[Records from a data collection]

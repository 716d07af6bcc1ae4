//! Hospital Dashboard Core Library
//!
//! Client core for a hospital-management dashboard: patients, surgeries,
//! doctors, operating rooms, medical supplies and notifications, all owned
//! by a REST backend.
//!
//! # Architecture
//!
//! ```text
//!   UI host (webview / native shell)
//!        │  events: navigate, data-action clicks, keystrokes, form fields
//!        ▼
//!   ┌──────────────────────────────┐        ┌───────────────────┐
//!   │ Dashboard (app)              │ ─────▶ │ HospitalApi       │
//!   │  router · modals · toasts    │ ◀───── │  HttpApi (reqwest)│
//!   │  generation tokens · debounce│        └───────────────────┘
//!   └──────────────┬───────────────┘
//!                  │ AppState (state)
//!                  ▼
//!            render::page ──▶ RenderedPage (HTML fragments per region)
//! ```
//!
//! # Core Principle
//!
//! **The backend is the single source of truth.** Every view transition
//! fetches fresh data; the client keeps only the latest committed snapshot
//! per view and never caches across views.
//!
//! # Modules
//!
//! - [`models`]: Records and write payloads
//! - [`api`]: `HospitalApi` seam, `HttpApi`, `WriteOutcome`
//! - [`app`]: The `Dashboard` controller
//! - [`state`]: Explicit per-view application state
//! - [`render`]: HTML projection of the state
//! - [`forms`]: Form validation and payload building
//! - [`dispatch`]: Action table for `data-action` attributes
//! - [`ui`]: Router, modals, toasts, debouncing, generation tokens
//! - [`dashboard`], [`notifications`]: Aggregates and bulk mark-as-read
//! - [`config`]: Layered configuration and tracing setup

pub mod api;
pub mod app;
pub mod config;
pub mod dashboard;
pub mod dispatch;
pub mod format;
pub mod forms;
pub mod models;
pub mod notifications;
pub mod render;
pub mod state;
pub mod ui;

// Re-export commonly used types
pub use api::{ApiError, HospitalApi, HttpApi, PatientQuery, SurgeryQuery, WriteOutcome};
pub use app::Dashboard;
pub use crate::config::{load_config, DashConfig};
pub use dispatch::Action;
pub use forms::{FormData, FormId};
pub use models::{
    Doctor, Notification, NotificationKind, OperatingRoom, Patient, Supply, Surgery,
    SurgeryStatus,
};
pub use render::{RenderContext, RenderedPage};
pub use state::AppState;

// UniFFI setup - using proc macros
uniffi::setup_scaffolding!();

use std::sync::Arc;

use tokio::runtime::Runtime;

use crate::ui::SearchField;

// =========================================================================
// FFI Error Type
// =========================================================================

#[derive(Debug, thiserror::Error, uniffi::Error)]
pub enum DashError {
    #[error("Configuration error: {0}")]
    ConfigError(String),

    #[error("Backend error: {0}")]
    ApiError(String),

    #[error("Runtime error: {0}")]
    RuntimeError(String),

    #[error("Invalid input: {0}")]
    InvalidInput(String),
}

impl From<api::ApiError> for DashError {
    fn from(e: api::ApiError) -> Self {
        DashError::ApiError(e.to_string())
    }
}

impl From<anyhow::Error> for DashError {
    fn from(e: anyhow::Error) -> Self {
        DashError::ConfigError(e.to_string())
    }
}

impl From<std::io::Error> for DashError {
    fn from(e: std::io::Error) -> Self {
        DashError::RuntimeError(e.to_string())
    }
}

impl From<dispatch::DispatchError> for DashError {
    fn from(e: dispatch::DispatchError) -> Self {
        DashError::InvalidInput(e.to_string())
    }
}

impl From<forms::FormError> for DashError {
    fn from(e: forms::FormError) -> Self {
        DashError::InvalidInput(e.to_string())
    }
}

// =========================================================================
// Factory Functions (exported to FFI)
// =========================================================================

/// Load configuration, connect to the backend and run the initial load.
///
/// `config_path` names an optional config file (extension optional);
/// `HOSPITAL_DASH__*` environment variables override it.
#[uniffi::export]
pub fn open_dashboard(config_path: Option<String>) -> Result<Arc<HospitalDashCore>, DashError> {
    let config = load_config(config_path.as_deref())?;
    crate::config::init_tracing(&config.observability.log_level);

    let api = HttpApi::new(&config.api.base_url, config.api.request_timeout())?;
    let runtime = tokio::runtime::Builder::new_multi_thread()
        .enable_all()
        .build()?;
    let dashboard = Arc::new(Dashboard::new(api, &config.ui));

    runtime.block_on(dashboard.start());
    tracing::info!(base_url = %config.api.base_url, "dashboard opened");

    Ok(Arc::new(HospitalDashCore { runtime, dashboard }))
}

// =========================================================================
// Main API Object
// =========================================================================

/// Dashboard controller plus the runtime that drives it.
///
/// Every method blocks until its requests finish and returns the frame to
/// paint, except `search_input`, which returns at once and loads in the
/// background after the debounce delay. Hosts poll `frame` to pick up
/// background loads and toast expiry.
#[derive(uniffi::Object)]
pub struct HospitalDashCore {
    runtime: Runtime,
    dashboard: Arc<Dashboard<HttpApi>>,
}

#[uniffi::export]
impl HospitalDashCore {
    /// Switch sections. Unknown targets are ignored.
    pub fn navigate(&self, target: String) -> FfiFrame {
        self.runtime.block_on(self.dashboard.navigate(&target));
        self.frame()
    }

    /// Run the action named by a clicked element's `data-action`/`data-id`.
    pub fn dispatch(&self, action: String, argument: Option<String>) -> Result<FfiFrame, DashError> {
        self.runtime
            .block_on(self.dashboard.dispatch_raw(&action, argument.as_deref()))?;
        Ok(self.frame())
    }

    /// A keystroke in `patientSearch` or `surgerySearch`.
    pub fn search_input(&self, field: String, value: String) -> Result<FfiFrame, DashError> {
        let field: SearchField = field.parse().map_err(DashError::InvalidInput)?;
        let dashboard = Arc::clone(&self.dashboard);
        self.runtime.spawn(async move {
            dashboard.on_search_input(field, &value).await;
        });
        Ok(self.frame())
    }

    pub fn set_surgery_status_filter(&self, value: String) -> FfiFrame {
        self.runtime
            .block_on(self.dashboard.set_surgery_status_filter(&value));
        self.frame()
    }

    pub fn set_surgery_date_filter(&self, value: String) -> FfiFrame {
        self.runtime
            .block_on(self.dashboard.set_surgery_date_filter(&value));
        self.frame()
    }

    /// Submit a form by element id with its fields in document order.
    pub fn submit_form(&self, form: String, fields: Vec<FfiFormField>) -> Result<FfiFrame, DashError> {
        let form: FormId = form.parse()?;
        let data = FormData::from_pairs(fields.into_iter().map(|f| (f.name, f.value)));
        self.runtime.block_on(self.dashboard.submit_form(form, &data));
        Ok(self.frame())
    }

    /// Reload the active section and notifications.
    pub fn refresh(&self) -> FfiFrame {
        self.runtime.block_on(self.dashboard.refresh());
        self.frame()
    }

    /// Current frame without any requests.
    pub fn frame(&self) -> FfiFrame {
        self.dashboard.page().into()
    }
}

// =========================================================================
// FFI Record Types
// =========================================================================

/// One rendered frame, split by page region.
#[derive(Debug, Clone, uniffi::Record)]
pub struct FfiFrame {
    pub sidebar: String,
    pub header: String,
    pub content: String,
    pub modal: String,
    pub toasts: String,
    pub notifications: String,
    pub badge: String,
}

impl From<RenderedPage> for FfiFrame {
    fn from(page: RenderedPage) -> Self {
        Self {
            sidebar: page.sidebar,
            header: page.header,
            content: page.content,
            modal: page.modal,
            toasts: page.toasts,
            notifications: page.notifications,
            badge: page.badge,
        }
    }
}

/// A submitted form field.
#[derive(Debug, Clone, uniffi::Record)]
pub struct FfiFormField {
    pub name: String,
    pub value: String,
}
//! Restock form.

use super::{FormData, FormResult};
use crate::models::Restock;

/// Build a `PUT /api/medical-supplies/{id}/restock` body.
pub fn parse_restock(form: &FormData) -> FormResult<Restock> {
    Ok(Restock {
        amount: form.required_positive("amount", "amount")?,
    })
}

**Task details:** Restate every line of the data above exactly as it was written.

**Response area:**
repository 716d07af6bcc1ae4
//! Hospital Dashboard Core Library
//!
//! Client core for a hospital-management dashboard: patients, surgeries,
//! doctors, operating rooms, medical supplies and notifications, all owned
//! by a REST backend.
//!
//! # Architecture
//!
//! ```text
//!   UI host (webview / native shell)
//!        │  events: navigate, data-action clicks, keystrokes, form fields
//!        ▼
//!   ┌──────────────────────────────┐        ┌───────────────────┐
//!   │ Dashboard (app)              │ ─────▶ │ HospitalApi       │
//!   │  router · modals · toasts    │ ◀───── │  HttpApi (reqwest)│
//!   │  generation tokens · debounce│        └───────────────────┘
//!   └──────────────┬───────────────┘
//!                  │ AppState (state)
//!                  ▼
//!            render::page ──▶ RenderedPage (HTML fragments per region)
//! ```
//!
//! # Core Principle
//!
//! **The backend is the single source of truth.** Every view transition
//! fetches fresh data; the client keeps only the latest committed snapshot
//! per view and never caches across views.
//!
//! # Modules
//!
//! - [`models`]: Records and write payloads
//! - [`api`]: `HospitalApi` seam, `HttpApi`, `WriteOutcome`
//! - [`app`]: The `Dashboard` controller
//! - [`state`]: Explicit per-view application state
//! - [`render`]: HTML projection of the state
//! - [`forms`]: Form validation and payload building
//! - [`dispatch`]: Action table for `data-action` attributes
//! - [`ui`]: Router, modals, toasts, debouncing, generation tokens
//! - [`dashboard`], [`notifications`]: Aggregates and bulk mark-as-read
//! - [`config`]: Layered configuration and tracing setup

pub mod api;
pub mod app;
pub mod config;
pub mod dashboard;
pub mod dispatch;
pub mod format;
pub mod forms;
pub mod models;
pub mod notifications;
pub mod render;
pub mod state;
pub mod ui;

// Re-export commonly used types
pub use api::{ApiError, HospitalApi, HttpApi, PatientQuery, SurgeryQuery, WriteOutcome};
pub use app::Dashboard;
pub use crate::config::{load_config, DashConfig};
pub use dispatch::Action;
pub use forms::{FormData, FormId};
pub use models::{
    Doctor, Notification, NotificationKind, OperatingRoom, Patient, Supply, Surgery,
    SurgeryStatus,
};
pub use render::{RenderContext, RenderedPage};
pub use state::AppState;

// UniFFI setup - using proc macros
uniffi::setup_scaffolding!();

use std::sync::Arc;

use tokio::runtime::Runtime;

use crate::ui::SearchField;

// =========================================================================
// FFI Error Type
// =========================================================================

#[derive(Debug, thiserror::Error, uniffi::Error)]
pub enum DashError {
    #[error("Configuration error: {0}")]
    ConfigError(String),

    #[error("Backend error: {0}")]
    ApiError(String),

    #[error("Runtime error: {0}")]
    RuntimeError(String),

    #[error("Invalid input: {0}")]
    InvalidInput(String),
}

impl From<api::ApiError> for DashError {
    fn from(e: api::ApiError) -> Self {
        DashError::ApiError(e.to_string())
    }
}

impl From<anyhow::Error> for DashError {
    fn from(e: anyhow::Error) -> Self {
        DashError::ConfigError(e.to_string())
    }
}

impl From<std::io::Error> for DashError {
    fn from(e: std::io::Error) -> Self {
        DashError::RuntimeError(e.to_string())
    }
}

impl From<dispatch::DispatchError> for DashError {
    fn from(e: dispatch::DispatchError) -> Self {
        DashError::InvalidInput(e.to_string())
    }
}

impl From<forms::FormError> for DashError {
    fn from(e: forms::FormError) -> Self {
        DashError::InvalidInput(e.to_string())
    }
}

// =========================================================================
// Factory Functions (exported to FFI)
// =========================================================================

/// Load configuration, connect to the backend and run the initial load.
///
/// `config_path` names an optional config file (extension optional);
/// `HOSPITAL_DASH__*` environment variables override it.
#[uniffi::export]
pub fn open_dashboard(config_path: Option<String>) -> Result<Arc<HospitalDashCore>, DashError> {
    let config = load_config(config_path.as_deref())?;
    crate::config::init_tracing(&config.observability.log_level);

    let api = HttpApi::new(&config.api.base_url, config.api.request_timeout())?;
    let runtime = tokio::runtime::Builder::new_multi_thread()
        .enable_all()
        .build()?;
    let dashboard = Arc::new(Dashboard::new(api, &config.ui));

    runtime.block_on(dashboard.start());
    tracing::info!(base_url = %config.api.base_url, "dashboard opened");

    Ok(Arc::new(HospitalDashCore { runtime, dashboard }))
}

// =========================================================================
// Main API Object
// =========================================================================

/// Dashboard controller plus the runtime that drives it.
///
/// Every method blocks until its requests finish and returns the frame to
/// paint, except `search_input`, which returns at once and loads in the
/// background after the debounce delay. Hosts poll `frame` to pick up
/// background loads and toast expiry.
#[derive(uniffi::Object)]
pub struct HospitalDashCore {
    runtime: Runtime,
    dashboard: Arc<Dashboard<HttpApi>>,
}

#[uniffi::export]
impl HospitalDashCore {
    /// Switch sections. Unknown targets are ignored.
    pub fn navigate(&self, target: String) -> FfiFrame {
        self.runtime.block_on(self.dashboard.navigate(&target));
        self.frame()
    }

    /// Run the action named by a clicked element's `data-action`/`data-id`.
    pub fn dispatch(&self, action: String, argument: Option<String>) -> Result<FfiFrame, DashError> {
        self.runtime
            .block_on(self.dashboard.dispatch_raw(&action, argument.as_deref()))?;
        Ok(self.frame())
    }

    /// A keystroke in `patientSearch` or `surgerySearch`.
    pub fn search_input(&self, field: String, value: String) -> Result<FfiFrame, DashError> {
        let field: SearchField = field.parse().map_err(DashError::InvalidInput)?;
        let dashboard = Arc::clone(&self.dashboard);
        self.runtime.spawn(async move {
            dashboard.on_search_input(field, &value).await;
        });
        Ok(self.frame())
    }

    pub fn set_surgery_status_filter(&self, value: String) -> FfiFrame {
        self.runtime
            .block_on(self.dashboard.set_surgery_status_filter(&value));
        self.frame()
    }

    pub fn set_surgery_date_filter(&self, value: String) -> FfiFrame {
        self.runtime
            .block_on(self.dashboard.set_surgery_date_filter(&value));
        self.frame()
    }

    /// Submit a form by element id with its fields in document order.
    pub fn submit_form(&self, form: String, fields: Vec<FfiFormField>) -> Result<FfiFrame, DashError> {
        let form: FormId = form.parse()?;
        let data = FormData::from_pairs(fields.into_iter().map(|f| (f.name, f.value)));
        self.runtime.block_on(self.dashboard.submit_form(form, &data));
        Ok(self.frame())
    }

    /// Reload the active section and notifications.
    pub fn refresh(&self) -> FfiFrame {
        self.runtime.block_on(self.dashboard.refresh());
        self.frame()
    }

    /// Current frame without any requests.
    pub fn frame(&self) -> FfiFrame {
        self.dashboard.page().into()
    }
}

// =========================================================================
// FFI Record Types
// =========================================================================

/// One rendered frame, split by page region.
#[derive(Debug, Clone, uniffi::Record)]
pub struct FfiFrame {
    pub sidebar: String,
    pub header: String,
    pub content: String,
    pub modal: String,
    pub toasts: String,
    pub notifications: String,
    pub badge: String,
}

impl From<RenderedPage> for FfiFrame {
    fn from(page: RenderedPage) -> Self {
        Self {
            sidebar: page.sidebar,
            header: page.header,
            content: page.content,
            modal: page.modal,
            toasts: page.toasts,
            notifications: page.notifications,
            badge: page.badge,
        }
    }
}

/// A submitted form field.
#[derive(Debug, Clone, uniffi::Record)]
pub struct FfiFormField {
    pub name: String,
    pub value: String,
}
//! Restock form.

use super::{FormData, FormResult};
use crate::models::Restock;

/// Build a `PUT /api/medical-supplies/{id}/restock` body.
pub fn parse_restock(form: &FormData) -> FormResult<Restock> {
    Ok(Restock {
        amount: form.required_positive("amount", "amount")?,
    })
}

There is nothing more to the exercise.